* TASK PROMPT
Across the records, find how many lines include the string "ResultCollector" and answer with only the figure.

* SUPPLIED MATERIAL

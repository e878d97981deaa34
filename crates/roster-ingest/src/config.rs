//! Ingest configuration

use roster_common::{Result, RosterError};
use serde::{Deserialize, Serialize};
use std::path::PathBuf;
use std::time::Duration;

use crate::retry::RetryPolicy;

// ============================================================================
// Ingest Configuration Constants
// ============================================================================

/// Default newline-delimited index of sources.
pub const DEFAULT_INDEX_FILE: &str = "index.txt";

/// Default directory that relative index entries resolve against.
pub const DEFAULT_DATA_ROOT: &str = "data";

/// Default number of concurrent workers per pool generation.
pub const DEFAULT_POOL_SIZE: usize = 3;

/// Largest accepted pool size.
pub const MAX_POOL_SIZE: usize = 1024;

/// Default cap on pool generations. 0 means unbounded.
pub const DEFAULT_MAX_CYCLES: u32 = 10;

/// Default per-request HTTP timeout in seconds.
pub const DEFAULT_HTTP_TIMEOUT_SECS: u64 = 30;

/// How the final report is written
#[derive(Debug, Clone, Copy, PartialEq, Eq, Serialize, Deserialize, Default, clap::ValueEnum)]
#[serde(rename_all = "lowercase")]
pub enum OutputFormat {
    /// Log lines only
    #[default]
    Text,
    /// JSON document on stdout
    Json,
}

impl std::str::FromStr for OutputFormat {
    type Err = RosterError;

    fn from_str(s: &str) -> std::result::Result<Self, Self::Err> {
        match s.to_lowercase().as_str() {
            "text" => Ok(OutputFormat::Text),
            "json" => Ok(OutputFormat::Json),
            _ => Err(RosterError::Config(format!("Invalid output format: {}", s))),
        }
    }
}

#[derive(Debug, Clone, Serialize, Deserialize)]
pub struct IngestConfig {
    pub index_file: PathBuf,
    pub data_root: PathBuf,
    pub pool_size: usize,
    /// `None` keeps cycling until no retryable source remains
    pub max_cycles: Option<u32>,
    pub deadline: Option<Duration>,
    pub http_timeout: Duration,
    pub output: OutputFormat,
}

impl Default for IngestConfig {
    fn default() -> Self {
        Self {
            index_file: PathBuf::from(DEFAULT_INDEX_FILE),
            data_root: PathBuf::from(DEFAULT_DATA_ROOT),
            pool_size: DEFAULT_POOL_SIZE,
            max_cycles: Some(DEFAULT_MAX_CYCLES),
            deadline: None,
            http_timeout: Duration::from_secs(DEFAULT_HTTP_TIMEOUT_SECS),
            output: OutputFormat::Text,
        }
    }
}

impl IngestConfig {
    /// Load configuration from `.env`, environment variables and defaults
    ///
    /// Environment variables:
    /// - `ROSTER_INDEX`: path of the source index
    /// - `ROSTER_DATA_ROOT`: directory relative index entries resolve against
    /// - `ROSTER_POOL_SIZE`: workers per pool generation
    /// - `ROSTER_MAX_CYCLES`: cap on pool generations (0 = unbounded)
    /// - `ROSTER_DEADLINE_SECS`: wall-clock budget for the whole fetch
    /// - `ROSTER_HTTP_TIMEOUT_SECS`: per-request HTTP timeout
    /// - `ROSTER_OUTPUT`: text or json
    pub fn load() -> Result<Self> {
        let config = Self::from_env()?;
        config.validate()?;

        Ok(config)
    }

    /// Like [`IngestConfig::load`] but leaves validation to the caller, so later
    /// overrides (CLI flags) can be applied first
    pub fn from_env() -> Result<Self> {
        dotenvy::dotenv().ok();
        Self::default().merge_env()
    }

    fn merge_env(mut self) -> Result<Self> {
        if let Ok(index) = std::env::var("ROSTER_INDEX") {
            self.index_file = PathBuf::from(index);
        }

        if let Ok(root) = std::env::var("ROSTER_DATA_ROOT") {
            self.data_root = PathBuf::from(root);
        }

        if let Some(size) = parse_env::<usize>("ROSTER_POOL_SIZE")? {
            self.pool_size = size;
        }

        if let Some(cycles) = parse_env::<u32>("ROSTER_MAX_CYCLES")? {
            self.max_cycles = cycles_limit(cycles);
        }

        if let Some(secs) = parse_env::<u64>("ROSTER_DEADLINE_SECS")? {
            self.deadline = Some(Duration::from_secs(secs));
        }

        if let Some(secs) = parse_env::<u64>("ROSTER_HTTP_TIMEOUT_SECS")? {
            self.http_timeout = Duration::from_secs(secs);
        }

        if let Ok(output) = std::env::var("ROSTER_OUTPUT") {
            self.output = output.parse()?;
        }

        Ok(self)
    }

    /// Validate configuration
    pub fn validate(&self) -> Result<()> {
        if self.pool_size == 0 {
            return Err(RosterError::Config(
                "Pool size must be greater than 0".to_string(),
            ));
        }

        if self.pool_size > MAX_POOL_SIZE {
            return Err(RosterError::Config(format!(
                "Pool size must be at most {}, got {}",
                MAX_POOL_SIZE, self.pool_size
            )));
        }

        if self.index_file.as_os_str().is_empty() {
            return Err(RosterError::Config("Index file path cannot be empty".to_string()));
        }

        if self.http_timeout.is_zero() {
            return Err(RosterError::Config(
                "HTTP timeout must be greater than 0".to_string(),
            ));
        }

        if self.max_cycles.is_none() && self.deadline.is_none() {
            tracing::warn!("No cycle limit or deadline configured - a permanently failing source will retry forever");
        }

        Ok(())
    }

    pub fn retry_policy(&self) -> RetryPolicy {
        RetryPolicy {
            max_cycles: self.max_cycles,
            deadline: self.deadline,
        }
    }
}

/// Map a cycle count setting to a limit, 0 meaning unbounded
pub fn cycles_limit(cycles: u32) -> Option<u32> {
    (cycles > 0).then_some(cycles)
}

fn parse_env<T: std::str::FromStr>(key: &str) -> Result<Option<T>> {
    match std::env::var(key) {
        Ok(value) => value
            .trim()
            .parse()
            .map(Some)
            .map_err(|_| RosterError::Config(format!("Invalid value for {}: {}", key, value))),
        Err(_) => Ok(None),
    }
}
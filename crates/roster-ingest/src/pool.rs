//! Bounded worker pool
//!
//! One pool generation spawns exactly `pool_size` tokio tasks that drain a single shared
//! queue. Each worker fetches one source at a time, times it, and writes the outcome
//! into the [`ResultCollector`]. [`run_pool`] returns only after every worker has seen
//! the queue close and finished its last write.

use roster_common::Locator;
use std::sync::Arc;
use std::time::Instant;
use tokio::sync::{mpsc, Mutex};
use tokio::task::JoinSet;
use tokio_util::sync::CancellationToken;
use tracing::{debug, error, warn};

use crate::collector::ResultCollector;
use crate::fetch::Fetcher;
use crate::outcome::Outcome;

type Queue = Arc<Mutex<mpsc::Receiver<Locator>>>;

/// Queue capacity ceiling, independent of the worker count
const MAX_QUEUE_CAPACITY: usize = 1024;

/// Process every locator once with `pool_size` concurrent workers.
///
/// Returns the number of outcomes written. That is `locators.len()` unless `cancel`
/// fired mid-generation, in which case queued and in-flight sources are abandoned
/// without an outcome. A `pool_size` of 0 is treated as 1.
pub async fn run_pool(
    locators: &[Locator],
    fetcher: Arc<dyn Fetcher>,
    pool_size: usize,
    collector: &ResultCollector,
    cancel: &CancellationToken,
) -> usize {
    if locators.is_empty() {
        return 0;
    }

    let pool_size = pool_size.max(1);
    let (tx, rx) = mpsc::channel(pool_size.min(MAX_QUEUE_CAPACITY));
    let queue: Queue = Arc::new(Mutex::new(rx));

    let mut workers = JoinSet::new();
    for id in 0..pool_size {
        workers.spawn(worker(
            id,
            queue.clone(),
            fetcher.clone(),
            collector.clone(),
            cancel.clone(),
        ));
    }
    // Workers hold the only receivers, so sends fail once they have all stopped.
    drop(queue);

    for locator in locators {
        if tx.send(locator.clone()).await.is_err() {
            debug!("All workers stopped, abandoning remaining queue");
            break;
        }
    }
    drop(tx);

    let mut written = 0;
    while let Some(joined) = workers.join_next().await {
        match joined {
            Ok(count) => written += count,
            Err(e) => error!(error = %e, "Pool worker terminated abnormally"),
        }
    }

    written
}

async fn worker(
    id: usize,
    queue: Queue,
    fetcher: Arc<dyn Fetcher>,
    collector: ResultCollector,
    cancel: CancellationToken,
) -> usize {
    let mut written = 0;

    loop {
        let next = {
            let mut rx = queue.lock().await;
            tokio::select! {
                biased;
                _ = cancel.cancelled() => None,
                item = rx.recv() => item,
            }
        };

        let Some(source) = next else {
            break;
        };

        debug!(worker = id, source = %source, "Worker picked up source");

        let started = Instant::now();
        let result = tokio::select! {
            biased;
            _ = cancel.cancelled() => {
                warn!(worker = id, source = %source, "Fetch abandoned on cancellation");
                break;
            },
            result = fetcher.fetch(&source) => result,
        };

        collector
            .upsert(Outcome::new(source, result, started.elapsed()))
            .await;
        written += 1;
    }

    written
}
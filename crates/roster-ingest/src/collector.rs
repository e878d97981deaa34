//! Thread-safe outcome collection shared by pool workers

use roster_common::Locator;
use std::collections::HashMap;
use std::sync::Arc;
use tokio::sync::Mutex;

use crate::outcome::Outcome;

/// Latest outcome per source, written concurrently by workers.
///
/// Keyed by source identity: a later write for the same source replaces the earlier
/// one, so a retried source is only ever represented by its most recent attempt. The
/// lock is held for a single map write and never across I/O.
#[derive(Debug, Clone, Default)]
pub struct ResultCollector {
    outcomes: Arc<Mutex<HashMap<Locator, Outcome>>>,
}

impl ResultCollector {
    pub fn new() -> Self {
        Self::default()
    }

    /// Insert or replace the outcome for its source
    pub async fn upsert(&self, outcome: Outcome) {
        let mut outcomes = self.outcomes.lock().await;
        outcomes.insert(outcome.source.clone(), outcome);
    }

    /// Copy of every stored outcome, in unspecified order
    pub async fn snapshot(&self) -> Vec<Outcome> {
        self.outcomes.lock().await.values().cloned().collect()
    }

    pub async fn len(&self) -> usize {
        self.outcomes.lock().await.len()
    }

    pub async fn is_empty(&self) -> bool {
        self.outcomes.lock().await.is_empty()
    }
}

#[cfg(test)]
#[allow(clippy::unwrap_used, clippy::expect_used)]
mod tests {
    use super::*;
    use crate::error::FetchError;
    use crate::parser::RecordBatch;
    use std::time::Duration;

    fn locator(name: &str) -> Locator {
        Locator::parse(&format!("http://example.com/{}.csv", name)).unwrap()
    }

    #[tokio::test]
    async fn test_upsert_replaces_previous_outcome() {
        let collector = ResultCollector::new();
        let source = locator("a");

        collector
            .upsert(Outcome::new(source.clone(), Err(FetchError::ServerStatus(503)), Duration::ZERO))
            .await;
        collector
            .upsert(Outcome::new(source.clone(), Ok(RecordBatch::default()), Duration::ZERO))
            .await;

        let snapshot = collector.snapshot().await;
        assert_eq!(snapshot.len(), 1);
        assert!(snapshot[0].is_success());
    }

    #[tokio::test]
    async fn test_concurrent_writers() {
        let collector = ResultCollector::new();
        assert!(collector.is_empty().await);

        let mut handles = Vec::new();
        for i in 0..32 {
            let collector = collector.clone();
            handles.push(tokio::spawn(async move {
                let source = locator(&(i % 8).to_string());
                collector
                    .upsert(Outcome::new(source, Ok(RecordBatch::default()), Duration::ZERO))
                    .await;
            }));
        }
        for handle in handles {
            handle.await.unwrap();
        }

        assert_eq!(collector.len().await, 8);
    }
}
//! Local file sources

use async_trait::async_trait;
use roster_common::Locator;
use std::io::{Error, ErrorKind};
use tracing::debug;

use super::Fetcher;
use crate::error::FetchError;
use crate::parser::{parse_records, RecordBatch};

/// Reads `file` locators from the local filesystem
#[derive(Debug, Clone, Copy, Default)]
pub struct FileFetcher;

#[async_trait]
impl Fetcher for FileFetcher {
    async fn fetch(&self, locator: &Locator) -> Result<RecordBatch, FetchError> {
        let path = locator.to_file_path().ok_or_else(|| {
            Error::new(
                ErrorKind::InvalidInput,
                format!("{} is not a local file", locator),
            )
        })?;

        let data = tokio::fs::read(&path).await?;
        debug!(path = %path.display(), bytes = data.len(), "Read source file");

        parse_records(&data)
    }
}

* RESULT BELOW
8